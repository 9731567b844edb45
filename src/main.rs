use std::sync::Arc;
use std::time::Duration;

use clap::Parser;
use pricebot::bot::Bot;
use pricebot::config::{self, Settings};
use pricebot::error::{Error, Result};
use pricebot::transport::ReplySink;
use pricebot::transport::console::Console;
use pricebot::transport::telegram::Telegram;
use pricebot::worker;
use tracing::{error, info};
use tracing_subscriber::EnvFilter;

const APP_VERSION: &str = env!("PRICEBOT_VERSION");
const MAX_SWEEP_INTERVAL: Duration = Duration::from_secs(3600);

#[derive(Parser)]
#[command(
    name = "pricebot",
    version = APP_VERSION,
    about = "Chat bot that answers crypto, fiat and stock price quotes"
)]
struct Cli {
    /// Telegram bot token
    #[arg(long, env = "TELEGRAM_BOT_TOKEN", hide_env_values = true)]
    token: Option<String>,

    /// Read commands from stdin and print replies instead of connecting to Telegram
    #[arg(long)]
    console: bool,

    /// Number of concurrent request workers (defaults to available parallelism)
    #[arg(long, env = "PRICEBOT_WORKERS")]
    workers: Option<usize>,

    /// Seconds a scraped listing price stays cached (0 disables the cache)
    #[arg(long, env = "PRICEBOT_CACHE_TTL", default_value_t = config::DEFAULT_CACHE_TTL_SECS)]
    cache_ttl: u64,

    /// Fee fraction deducted when converting fiat into crypto
    #[arg(long, default_value_t = config::DEFAULT_FEE_FRACTION)]
    fee: f64,

    /// Currency used when /quote is given only a ticker
    #[arg(long, default_value = config::DEFAULT_CURRENCY)]
    default_currency: String,

    /// Unprefixed messages with more tokens than this are ignored
    #[arg(long, default_value_t = config::DEFAULT_IMPLICIT_MAX_TOKENS)]
    implicit_max_tokens: usize,

    #[arg(long, env = "COINCAP_URL", default_value = config::DEFAULT_COINCAP_URL)]
    coincap_url: String,

    #[arg(long, env = "SHAPESHIFT_URL", default_value = config::DEFAULT_SHAPESHIFT_URL)]
    shapeshift_url: String,

    #[arg(long, env = "CEX_URL", default_value = config::DEFAULT_CEX_URL)]
    cex_url: String,

    #[arg(long, env = "JSE_URL", default_value = config::DEFAULT_JSE_URL)]
    jse_url: String,

    #[arg(long, env = "TELEGRAM_URL", default_value = config::DEFAULT_TELEGRAM_URL)]
    telegram_url: String,

    /// Increase log verbosity (-v, -vv, -vvv)
    #[arg(short, long, action = clap::ArgAction::Count)]
    verbose: u8,
}

impl Cli {
    fn settings(&self) -> Result<Settings> {
        if !(0.0..1.0).contains(&self.fee) {
            return Err(Error::Config(format!(
                "fee must be in [0, 1), got {}",
                self.fee
            )));
        }

        Ok(Settings {
            default_currency: self.default_currency.to_uppercase(),
            fee_fraction: self.fee,
            cache_ttl: Duration::from_secs(self.cache_ttl),
            implicit_max_tokens: self.implicit_max_tokens,
            workers: self.workers.unwrap_or_else(config::default_workers).max(1),
            coincap_url: self.coincap_url.clone(),
            shapeshift_url: self.shapeshift_url.clone(),
            cex_url: self.cex_url.clone(),
            jse_url: self.jse_url.clone(),
            telegram_url: self.telegram_url.clone(),
        })
    }
}

fn init_logging(verbose: u8) {
    let default_level = match verbose {
        0 => "warn",
        1 => "info",
        2 => "debug",
        _ => "trace",
    };

    let env_filter =
        EnvFilter::try_from_default_env().unwrap_or_else(|_| EnvFilter::new(default_level));

    tracing_subscriber::fmt()
        .with_env_filter(env_filter)
        .with_writer(std::io::stderr)
        .init();
}

#[tokio::main]
async fn main() {
    // Load .env before CLI parsing so env-backed args (e.g. TELEGRAM_BOT_TOKEN) pick it up.
    let _ = dotenvy::dotenv();

    let cli = Cli::parse();
    init_logging(cli.verbose);

    if let Err(e) = run(cli).await {
        error!(error = %e, "fatal error");
        eprintln!("Error: {}", e);
        std::process::exit(1);
    }
}

async fn run(cli: Cli) -> Result<()> {
    let settings = cli.settings()?;
    let bot = Arc::new(Bot::from_settings(&settings));
    let (tx, rx) = worker::queue(settings.workers);

    if !settings.cache_ttl.is_zero() {
        let cache = bot.resolver().cache().clone();
        let period = settings.cache_ttl.min(MAX_SWEEP_INTERVAL);
        tokio::spawn(async move {
            let mut sweep = tokio::time::interval(period);
            loop {
                sweep.tick().await;
                cache.clear_expired().await;
            }
        });
    }

    info!(version = APP_VERSION, workers = settings.workers, "starting pricebot");

    if cli.console {
        let console = Console;
        let sink: Arc<dyn ReplySink> = Arc::new(console.clone());
        let pool = tokio::spawn(worker::run(settings.workers, rx, bot, sink));
        console.poll(tx).await?;
        if let Err(e) = pool.await {
            error!(error = %e, "worker pool failed");
        }
        return Ok(());
    }

    let token = cli.token.filter(|t| !t.is_empty()).ok_or_else(|| {
        Error::Config(
            "no bot token -- set TELEGRAM_BOT_TOKEN, pass --token, or use --console".into(),
        )
    })?;

    let telegram = Telegram::with_base_url(token, settings.telegram_url.as_str());
    let sink: Arc<dyn ReplySink> = Arc::new(telegram.clone());
    let pool = tokio::spawn(worker::run(settings.workers, rx, bot, sink));
    telegram.poll(tx).await?;
    if let Err(e) = pool.await {
        error!(error = %e, "worker pool failed");
    }

    Ok(())
}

● ● ● ●

TASK BRIEF: Word for word, write out each of the records above.

TASK SOLUTION:
repository 9731567b844edb45
filename src/main.rs
use std::sync::Arc;
use std::time::Duration;

use clap::Parser;
use pricebot::bot::Bot;
use pricebot::config::{self, Settings};
use pricebot::error::{Error, Result};
use pricebot::transport::ReplySink;
use pricebot::transport::console::Console;
use pricebot::transport::telegram::Telegram;
use pricebot::worker;
use tracing::{error, info};
use tracing_subscriber::EnvFilter;

const APP_VERSION: &str = env!("PRICEBOT_VERSION");
const MAX_SWEEP_INTERVAL: Duration = Duration::from_secs(3600);

#[derive(Parser)]
#[command(
    name = "pricebot",
    version = APP_VERSION,
    about = "Chat bot that answers crypto, fiat and stock price quotes"
)]
struct Cli {
    /// Telegram bot token
    #[arg(long, env = "TELEGRAM_BOT_TOKEN", hide_env_values = true)]
    token: Option<String>,

    /// Read commands from stdin and print replies instead of connecting to Telegram
    #[arg(long)]
    console: bool,

    /// Number of concurrent request workers (defaults to available parallelism)
    #[arg(long, env = "PRICEBOT_WORKERS")]
    workers: Option<usize>,

    /// Seconds a scraped listing price stays cached (0 disables the cache)
    #[arg(long, env = "PRICEBOT_CACHE_TTL", default_value_t = config::DEFAULT_CACHE_TTL_SECS)]
    cache_ttl: u64,

    /// Fee fraction deducted when converting fiat into crypto
    #[arg(long, default_value_t = config::DEFAULT_FEE_FRACTION)]
    fee: f64,

    /// Currency used when /quote is given only a ticker
    #[arg(long, default_value = config::DEFAULT_CURRENCY)]
    default_currency: String,

    /// Unprefixed messages with more tokens than this are ignored
    #[arg(long, default_value_t = config::DEFAULT_IMPLICIT_MAX_TOKENS)]
    implicit_max_tokens: usize,

    #[arg(long, env = "COINCAP_URL", default_value = config::DEFAULT_COINCAP_URL)]
    coincap_url: String,

    #[arg(long, env = "SHAPESHIFT_URL", default_value = config::DEFAULT_SHAPESHIFT_URL)]
    shapeshift_url: String,

    #[arg(long, env = "CEX_URL", default_value = config::DEFAULT_CEX_URL)]
    cex_url: String,

    #[arg(long, env = "JSE_URL", default_value = config::DEFAULT_JSE_URL)]
    jse_url: String,

    #[arg(long, env = "TELEGRAM_URL", default_value = config::DEFAULT_TELEGRAM_URL)]
    telegram_url: String,

    /// Increase log verbosity (-v, -vv, -vvv)
    #[arg(short, long, action = clap::ArgAction::Count)]
    verbose: u8,
}

impl Cli {
    fn settings(&self) -> Result<Settings> {
        if !(0.0..1.0).contains(&self.fee) {
            return Err(Error::Config(format!(
                "fee must be in [0, 1), got {}",
                self.fee
            )));
        }

        Ok(Settings {
            default_currency: self.default_currency.to_uppercase(),
            fee_fraction: self.fee,
            cache_ttl: Duration::from_secs(self.cache_ttl),
            implicit_max_tokens: self.implicit_max_tokens,
            workers: self.workers.unwrap_or_else(config::default_workers).max(1),
            coincap_url: self.coincap_url.clone(),
            shapeshift_url: self.shapeshift_url.clone(),
            cex_url: self.cex_url.clone(),
            jse_url: self.jse_url.clone(),
            telegram_url: self.telegram_url.clone(),
        })
    }
}

fn init_logging(verbose: u8) {
    let default_level = match verbose {
        0 => "warn",
        1 => "info",
        2 => "debug",
        _ => "trace",
    };

    let env_filter =
        EnvFilter::try_from_default_env().unwrap_or_else(|_| EnvFilter::new(default_level));

    tracing_subscriber::fmt()
        .with_env_filter(env_filter)
        .with_writer(std::io::stderr)
        .init();
}

#[tokio::main]
async fn main() {
    // Load .env before CLI parsing so env-backed args (e.g. TELEGRAM_BOT_TOKEN) pick it up.
    let _ = dotenvy::dotenv();

    let cli = Cli::parse();
    init_logging(cli.verbose);

    if let Err(e) = run(cli).await {
        error!(error = %e, "fatal error");
        eprintln!("Error: {}", e);
        std::process::exit(1);
    }
}

async fn run(cli: Cli) -> Result<()> {
    let settings = cli.settings()?;
    let bot = Arc::new(Bot::from_settings(&settings));
    let (tx, rx) = worker::queue(settings.workers);

    if !settings.cache_ttl.is_zero() {
        let cache = bot.resolver().cache().clone();
        let period = settings.cache_ttl.min(MAX_SWEEP_INTERVAL);
        tokio::spawn(async move {
            let mut sweep = tokio::time::interval(period);
            loop {
                sweep.tick().await;
                cache.clear_expired().await;
            }
        });
    }

    info!(version = APP_VERSION, workers = settings.workers, "starting pricebot");

    if cli.console {
        let console = Console;
        let sink: Arc<dyn ReplySink> = Arc::new(console.clone());
        let pool = tokio::spawn(worker::run(settings.workers, rx, bot, sink));
        console.poll(tx).await?;
        if let Err(e) = pool.await {
            error!(error = %e, "worker pool failed");
        }
        return Ok(());
    }

    let token = cli.token.filter(|t| !t.is_empty()).ok_or_else(|| {
        Error::Config(
            "no bot token -- set TELEGRAM_BOT_TOKEN, pass --token, or use --console".into(),
        )
    })?;

    let telegram = Telegram::with_base_url(token, settings.telegram_url.as_str());
    let sink: Arc<dyn ReplySink> = Arc::new(telegram.clone());
    let pool = tokio::spawn(worker::run(settings.workers, rx, bot, sink));
    telegram.poll(tx).await?;
    if let Err(e) = pool.await {
        error!(error = %e, "worker pool failed");
    }

    Ok(())
}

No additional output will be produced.